Exact reproduction of all the data is needed.
Given data below:
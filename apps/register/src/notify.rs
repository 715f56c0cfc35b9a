//! # Notifications
//!
//! Every mutating command ends in exactly one [`Notification`]: a success
//! toast, or the error the operator needs to see. The shell does not care
//! how they are shown; it hands them to a [`Notifier`].
//!
//! ```text
//!   command ──► report() ──┬── Ok  ──► Notification::success("Ticket parked")
//!                          └── Err ──► Notification::error("Insufficient stock …")
//!                                           │
//!                                           ▼
//!                         LogNotifier (tracing)  │  RecordingNotifier (tests)
//! ```

use std::sync::{Mutex, MutexGuard};

use chrono::{DateTime, Utc};
use serde::Serialize;
use uuid::Uuid;

use crate::error::{ApiError, ErrorCode};

#[derive(Debug, Clone, Copy, PartialEq, Eq, Serialize)]
#[serde(rename_all = "lowercase")]
pub enum NotificationLevel {
    Success,
    Info,
    Warning,
    Error,
}

#[derive(Debug, Clone, PartialEq, Serialize)]
#[serde(rename_all = "camelCase")]
pub struct Notification {
    pub id: String,
    pub level: NotificationLevel,
    /// Short action label, e.g. "Checkout".
    pub title: String,
    pub message: String,
    /// Present for error notifications.
    pub code: Option<ErrorCode>,
    pub created_at: DateTime<Utc>,
}

impl Notification {
    fn build(level: NotificationLevel, title: &str, message: String, code: Option<ErrorCode>) -> Self {
        Notification {
            id: Uuid::new_v4().to_string(),
            level,
            title: title.to_string(),
            message,
            code,
            created_at: Utc::now(),
        }
    }

    pub fn success(title: &str, message: impl Into<String>) -> Self {
        Self::build(NotificationLevel::Success, title, message.into(), None)
    }

    pub fn info(title: &str, message: impl Into<String>) -> Self {
        Self::build(NotificationLevel::Info, title, message.into(), None)
    }

    /// Error notification. Recoverable errors (offline, still starting)
    /// are shown as warnings.
    pub fn error(title: &str, err: &ApiError) -> Self {
        let level = if err.is_recoverable() {
            NotificationLevel::Warning
        } else {
            NotificationLevel::Error
        };
        Self::build(level, title, err.message.clone(), Some(err.code))
    }
}

/// Sink for operator notifications.
pub trait Notifier: Send + Sync {
    fn notify(&self, notification: Notification);
}

/// Writes notifications to the log. Used by the headless register.
#[derive(Debug, Default)]
pub struct LogNotifier;

impl Notifier for LogNotifier {
    fn notify(&self, n: Notification) {
        match n.level {
            NotificationLevel::Success | NotificationLevel::Info => {
                tracing::info!(title = %n.title, "{}", n.message)
            }
            NotificationLevel::Warning => tracing::warn!(title = %n.title, "{}", n.message),
            NotificationLevel::Error => {
                tracing::error!(title = %n.title, code = ?n.code, "{}", n.message)
            }
        }
    }
}

/// Keeps every notification in memory.
#[derive(Debug, Default)]
pub struct RecordingNotifier {
    seen: Mutex<Vec<Notification>>,
}

impl RecordingNotifier {
    pub fn new() -> Self {
        Self::default()
    }

    fn seen(&self) -> MutexGuard<'_, Vec<Notification>> {
        self.seen.lock().unwrap_or_else(|poisoned| poisoned.into_inner())
    }

    pub fn all(&self) -> Vec<Notification> {
        self.seen().clone()
    }

    pub fn last(&self) -> Option<Notification> {
        self.seen().last().cloned()
    }

    pub fn len(&self) -> usize {
        self.seen().len()
    }

    pub fn is_empty(&self) -> bool {
        self.seen().is_empty()
    }

    /// Drains what has been recorded so far.
    pub fn take(&self) -> Vec<Notification> {
        std::mem::take(&mut *self.seen())
    }
}

impl Notifier for RecordingNotifier {
    fn notify(&self, notification: Notification) {
        self.seen().push(notification);
    }
}

#[cfg(test)]
mod tests {
    use super::*;

    #[test]
    fn test_offline_error_is_a_warning() {
        let err = ApiError::new(ErrorCode::Offline, "remote down");
        let n = Notification::error("Sync", &err);
        assert_eq!(n.level, NotificationLevel::Warning);
        assert_eq!(n.code, Some(ErrorCode::Offline));
    }

    #[test]
    fn test_recording_notifier_take_drains() {
        let notifier = RecordingNotifier::new();
        notifier.notify(Notification::success("Park", "Ticket parked"));
        notifier.notify(Notification::info("Sync", "Up to date"));

        assert_eq!(notifier.len(), 2);
        let taken = notifier.take();
        assert_eq!(taken[0].title, "Park");
        assert!(notifier.is_empty());
    }
}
End of Given data.
* Answer box
filename apps/register/src/notify.rs
repository 715f56c0cfc35b9a
//! # Notifications
//!
//! Every mutating command ends in exactly one [`Notification`]: a success
//! toast, or the error the operator needs to see. The shell does not care
//! how they are shown; it hands them to a [`Notifier`].
//!
//! ```text
//!   command ──► report() ──┬── Ok  ──► Notification::success("Ticket parked")
//!                          └── Err ──► Notification::error("Insufficient stock …")
//!                                           │
//!                                           ▼
//!                         LogNotifier (tracing)  │  RecordingNotifier (tests)
//! ```

use std::sync::{Mutex, MutexGuard};

use chrono::{DateTime, Utc};
use serde::Serialize;
use uuid::Uuid;

use crate::error::{ApiError, ErrorCode};

#[derive(Debug, Clone, Copy, PartialEq, Eq, Serialize)]
#[serde(rename_all = "lowercase")]
pub enum NotificationLevel {
    Success,
    Info,
    Warning,
    Error,
}

#[derive(Debug, Clone, PartialEq, Serialize)]
#[serde(rename_all = "camelCase")]
pub struct Notification {
    pub id: String,
    pub level: NotificationLevel,
    /// Short action label, e.g. "Checkout".
    pub title: String,
    pub message: String,
    /// Present for error notifications.
    pub code: Option<ErrorCode>,
    pub created_at: DateTime<Utc>,
}

impl Notification {
    fn build(level: NotificationLevel, title: &str, message: String, code: Option<ErrorCode>) -> Self {
        Notification {
            id: Uuid::new_v4().to_string(),
            level,
            title: title.to_string(),
            message,
            code,
            created_at: Utc::now(),
        }
    }

    pub fn success(title: &str, message: impl Into<String>) -> Self {
        Self::build(NotificationLevel::Success, title, message.into(), None)
    }

    pub fn info(title: &str, message: impl Into<String>) -> Self {
        Self::build(NotificationLevel::Info, title, message.into(), None)
    }

    /// Error notification. Recoverable errors (offline, still starting)
    /// are shown as warnings.
    pub fn error(title: &str, err: &ApiError) -> Self {
        let level = if err.is_recoverable() {
            NotificationLevel::Warning
        } else {
            NotificationLevel::Error
        };
        Self::build(level, title, err.message.clone(), Some(err.code))
    }
}

/// Sink for operator notifications.
pub trait Notifier: Send + Sync {
    fn notify(&self, notification: Notification);
}

/// Writes notifications to the log. Used by the headless register.
#[derive(Debug, Default)]
pub struct LogNotifier;

impl Notifier for LogNotifier {
    fn notify(&self, n: Notification) {
        match n.level {
            NotificationLevel::Success | NotificationLevel::Info => {
                tracing::info!(title = %n.title, "{}", n.message)
            }
            NotificationLevel::Warning => tracing::warn!(title = %n.title, "{}", n.message),
            NotificationLevel::Error => {
                tracing::error!(title = %n.title, code = ?n.code, "{}", n.message)
            }
        }
    }
}

/// Keeps every notification in memory.
#[derive(Debug, Default)]
pub struct RecordingNotifier {
    seen: Mutex<Vec<Notification>>,
}

impl RecordingNotifier {
    pub fn new() -> Self {
        Self::default()
    }

    fn seen(&self) -> MutexGuard<'_, Vec<Notification>> {
        self.seen.lock().unwrap_or_else(|poisoned| poisoned.into_inner())
    }

    pub fn all(&self) -> Vec<Notification> {
        self.seen().clone()
    }

    pub fn last(&self) -> Option<Notification> {
        self.seen().last().cloned()
    }

    pub fn len(&self) -> usize {
        self.seen().len()
    }

    pub fn is_empty(&self) -> bool {
        self.seen().is_empty()
    }

    /// Drains what has been recorded so far.
    pub fn take(&self) -> Vec<Notification> {
        std::mem::take(&mut *self.seen())
    }
}

impl Notifier for RecordingNotifier {
    fn notify(&self, notification: Notification) {
        self.seen().push(notification);
    }
}

#[cfg(test)]
mod tests {
    use super::*;

    #[test]
    fn test_offline_error_is_a_warning() {
        let err = ApiError::new(ErrorCode::Offline, "remote down");
        let n = Notification::error("Sync", &err);
        assert_eq!(n.level, NotificationLevel::Warning);
        assert_eq!(n.code, Some(ErrorCode::Offline));
    }

    #[test]
    fn test_recording_notifier_take_drains() {
        let notifier = RecordingNotifier::new();
        notifier.notify(Notification::success("Park", "Ticket parked"));
        notifier.notify(Notification::info("Sync", "Up to date"));

        assert_eq!(notifier.len(), 2);
        let taken = notifier.take();
        assert_eq!(taken[0].title, "Park");
        assert!(notifier.is_empty());
    }
}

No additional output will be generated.